:: Source data
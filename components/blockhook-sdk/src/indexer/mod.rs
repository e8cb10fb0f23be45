pub mod bitcoin;
pub mod stacks;

use crate::utils::{AbstractBlock, Context};

use blockhook_types::{
    BitcoinBlockSignaling, BitcoinNetwork, BlockHeader, BlockIdentifier, BlockchainEvent,
    StacksBlockData, StacksChainEvent, StacksNetwork, StacksNodeConfig,
};
use hiro_system_kit::slog;
use rocket::serde::json::Value as JsonValue;

use std::collections::VecDeque;

use self::bitcoin::blocks_pool::BitcoinBlockPool;
use self::stacks::blocks_pool::StacksBlockPool;
use self::stacks::{PoxInfo, StacksChainContext};

#[derive(Deserialize, Debug, Clone, Default)]
pub struct AssetClassCache {
    pub symbol: String,
    pub decimals: u8,
}

#[derive(Debug, Clone, PartialEq)]
pub struct IndexerConfig {
    pub bitcoin_network: BitcoinNetwork,
    pub stacks_network: StacksNetwork,
    pub bitcoind_rpc_url: String,
    pub bitcoind_rpc_username: String,
    pub bitcoind_rpc_password: String,
    pub bitcoin_block_signaling: BitcoinBlockSignaling,
}

impl IndexerConfig {
    pub fn get_stacks_node_config(&self) -> &StacksNodeConfig {
        match self.bitcoin_block_signaling {
            BitcoinBlockSignaling::Stacks(ref config) => config,
            _ => unreachable!(),
        }
    }
}

/// One fork tracker per chain, behind a single facade owned by the ingestion
/// server.
pub struct Indexer {
    pub config: IndexerConfig,
    stacks_blocks_pool: StacksBlockPool,
    bitcoin_blocks_pool: BitcoinBlockPool,
    pub stacks_context: StacksChainContext,
}

impl Indexer {
    pub fn new(config: IndexerConfig) -> Indexer {
        let stacks_blocks_pool = StacksBlockPool::new();
        let bitcoin_blocks_pool = BitcoinBlockPool::new();
        let stacks_context = StacksChainContext::new(&config.stacks_network);

        Indexer {
            config,
            stacks_blocks_pool,
            bitcoin_blocks_pool,
            stacks_context,
        }
    }

    pub fn seed_stacks_block_pool(&mut self, blocks: Vec<StacksBlockData>, ctx: &Context) {
        self.stacks_blocks_pool.seed_block_pool(blocks, ctx);
    }

    pub fn handle_bitcoin_header(
        &mut self,
        header: BlockHeader,
        ctx: &Context,
    ) -> Result<Option<BlockchainEvent>, String> {
        self.bitcoin_blocks_pool.process_header(header, ctx)
    }

    pub fn handle_stacks_serialized_block(
        &mut self,
        serialized_block: &str,
        ctx: &Context,
    ) -> Result<Option<StacksChainEvent>, String> {
        let block = stacks::standardize_stacks_serialized_block(
            &self.config,
            serialized_block,
            &mut self.stacks_context,
            ctx,
        )?;
        self.stacks_blocks_pool.process_block(block, ctx)
    }

    pub fn handle_stacks_marshalled_block(
        &mut self,
        marshalled_block: JsonValue,
        ctx: &Context,
    ) -> Result<Option<StacksChainEvent>, String> {
        let block = stacks::standardize_stacks_marshalled_block(
            &self.config,
            marshalled_block,
            &mut self.stacks_context,
            ctx,
        )?;
        self.stacks_blocks_pool.process_block(block, ctx)
    }

    pub fn handle_stacks_marshalled_microblock_trail(
        &mut self,
        marshalled_microblock: JsonValue,
        ctx: &Context,
    ) -> Result<Option<StacksChainEvent>, String> {
        let microblocks = stacks::standardize_stacks_marshalled_microblock_trail(
            &self.config,
            marshalled_microblock,
            &mut self.stacks_context,
            ctx,
        )?;
        self.stacks_blocks_pool.process_microblocks(microblocks, ctx)
    }

    pub fn get_pox_info(&self) -> PoxInfo {
        self.stacks_context.pox_info.clone()
    }
}

#[derive(Clone, Debug)]
pub enum ChainSegmentIncompatibility {
    OutdatedBlock,
    OutdatedSegment,
    BlockCollision,
    ParentBlockUnknown,
    AlreadyPresent,
    Unknown,
}

#[derive(Debug)]
pub struct ChainSegmentDivergence {
    pub block_ids_to_apply: Vec<BlockIdentifier>,
    pub block_ids_to_rollback: Vec<BlockIdentifier>,
}

/// A single linear fork, most recent block first. Both pools keep one
/// canonical segment plus a short list of competing segments.
#[derive(Clone, Debug, PartialEq, Eq)]
pub struct ChainSegment {
    pub block_ids: VecDeque<BlockIdentifier>,
}

impl ChainSegment {
    pub fn new() -> ChainSegment {
        ChainSegment {
            block_ids: VecDeque::new(),
        }
    }

    pub fn is_empty(&self) -> bool {
        self.block_ids.is_empty()
    }

    pub fn get_tip(&self) -> &BlockIdentifier {
        self.block_ids
            .front()
            .expect("chain segment unexpectedly empty")
    }

    pub fn get_length(&self) -> u64 {
        self.block_ids.len() as u64
    }

    pub fn append_block_identifier(&mut self, block_identifier: &BlockIdentifier) {
        self.block_ids.push_front(block_identifier.clone());
    }

    /// Offset of the given height from the segment tip, if the height falls
    /// within the segment.
    fn get_relative_index(&self, block_identifier: &BlockIdentifier) -> Option<usize> {
        let tip = self.block_ids.front()?;
        if block_identifier.index > tip.index {
            return None;
        }
        let offset = (tip.index - block_identifier.index) as usize;
        if offset >= self.block_ids.len() {
            return None;
        }
        Some(offset)
    }

    pub fn get_block_id(&self, block_identifier: &BlockIdentifier) -> Option<&BlockIdentifier> {
        let offset = self.get_relative_index(block_identifier)?;
        self.block_ids.get(offset)
    }

    fn can_append_block(
        &self,
        block: &dyn AbstractBlock,
    ) -> Result<(), ChainSegmentIncompatibility> {
        let tip = match self.block_ids.front() {
            Some(tip) => tip,
            None => return Ok(()),
        };
        if block.get_identifier().index > tip.index + 1 {
            // A gap between the block and this segment: the segment lost the
            // race or the block's ancestors are still in flight.
            return Err(ChainSegmentIncompatibility::OutdatedSegment);
        }
        if tip.index == block.get_parent_identifier().index {
            return match tip.hash == block.get_parent_identifier().hash {
                true => Ok(()),
                false => Err(ChainSegmentIncompatibility::ParentBlockUnknown),
            };
        }
        if let Some(colliding_block) = self.get_block_id(block.get_identifier()) {
            return match colliding_block.eq(block.get_identifier()) {
                true => Err(ChainSegmentIncompatibility::AlreadyPresent),
                false => Err(ChainSegmentIncompatibility::BlockCollision),
            };
        }
        Err(ChainSegmentIncompatibility::Unknown)
    }

    /// Truncates the segment from its tip down to the given block, which
    /// becomes the new tip. Returns whether the block was found.
    pub fn keep_blocks_from_oldest_to_block_identifier(
        &mut self,
        block_identifier: &BlockIdentifier,
    ) -> bool {
        while let Some(tip) = self.block_ids.pop_front() {
            if tip.eq(block_identifier) {
                self.block_ids.push_front(tip);
                return true;
            }
        }
        false
    }

    /// Tries to append the block to this segment. On a mid-segment collision,
    /// a new fork sharing the ancestors up to the block's parent is returned
    /// instead.
    pub fn try_append_block(
        &mut self,
        block: &dyn AbstractBlock,
        ctx: &Context,
    ) -> (bool, Option<ChainSegment>) {
        match self.can_append_block(block) {
            Ok(()) => {
                self.append_block_identifier(block.get_identifier());
                (true, None)
            }
            Err(ChainSegmentIncompatibility::BlockCollision) => {
                let mut fork = self.clone();
                if fork.keep_blocks_from_oldest_to_block_identifier(block.get_parent_identifier()) {
                    fork.append_block_identifier(block.get_identifier());
                    ctx.try_log(|logger| {
                        slog::info!(logger, "Forking with {}: {}", block.get_identifier(), fork)
                    });
                    (true, Some(fork))
                } else {
                    (false, None)
                }
            }
            Err(_incompatibility) => (false, None),
        }
    }

    /// Walks both segments back to their lowest common ancestor. Rollbacks
    /// come from `other_segment` (canonical), tip to base; applies come from
    /// `self` (the candidate), base to tip. The common ancestor belongs to
    /// neither list.
    pub fn try_identify_divergence(
        &self,
        other_segment: &ChainSegment,
        allow_reset: bool,
        ctx: &Context,
    ) -> Result<ChainSegmentDivergence, ChainSegmentIncompatibility> {
        let mut common_root = None;
        let mut block_ids_to_rollback = vec![];
        let mut block_ids_to_apply = vec![];
        for canonical_cursor in other_segment.block_ids.iter() {
            block_ids_to_apply.clear();
            for candidate_cursor in self.block_ids.iter() {
                if candidate_cursor.eq(canonical_cursor) {
                    common_root = Some(candidate_cursor.clone());
                    break;
                }
                block_ids_to_apply.push(candidate_cursor.clone());
            }
            if common_root.is_some() {
                break;
            }
            block_ids_to_rollback.push(canonical_cursor.clone());
        }
        block_ids_to_apply.reverse();
        ctx.try_log(|logger| {
            slog::debug!(
                logger,
                "Divergence identified: rollback {:?}, apply {:?}",
                block_ids_to_rollback,
                block_ids_to_apply
            )
        });
        match common_root.take() {
            Some(_) => Ok(ChainSegmentDivergence {
                block_ids_to_rollback,
                block_ids_to_apply,
            }),
            None if allow_reset => Ok(ChainSegmentDivergence {
                block_ids_to_rollback,
                block_ids_to_apply,
            }),
            None => Err(ChainSegmentIncompatibility::Unknown),
        }
    }

    /// Drops every block strictly below the cut-off height and returns the
    /// dropped identifiers, oldest first.
    pub fn prune_confirmed_blocks(&mut self, cut_off: u64) -> Vec<BlockIdentifier> {
        let mut pruned = vec![];
        while let Some(oldest) = self.block_ids.back() {
            if oldest.index >= cut_off {
                break;
            }
            if let Some(id) = self.block_ids.pop_back() {
                pruned.push(id);
            }
        }
        pruned
    }
}

impl std::fmt::Display for ChainSegment {
    fn fmt(&self, f: &mut std::fmt::Formatter) -> std::fmt::Result {
        write!(
            f,
            "Fork [{}], height = {}",
            self.block_ids
                .iter()
                .map(|b| format!("{}", b))
                .collect::<Vec<_>>()
                .join(", "),
            self.get_length()
        )
    }
}

#[cfg(test)]
pub mod tests;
::::
Look through the entries above; copy each line where the string "PoxInfo" appears.

use self::stacks::{PoxInfo, StacksChainContext};
    pub fn get_pox_info(&self) -> PoxInfo {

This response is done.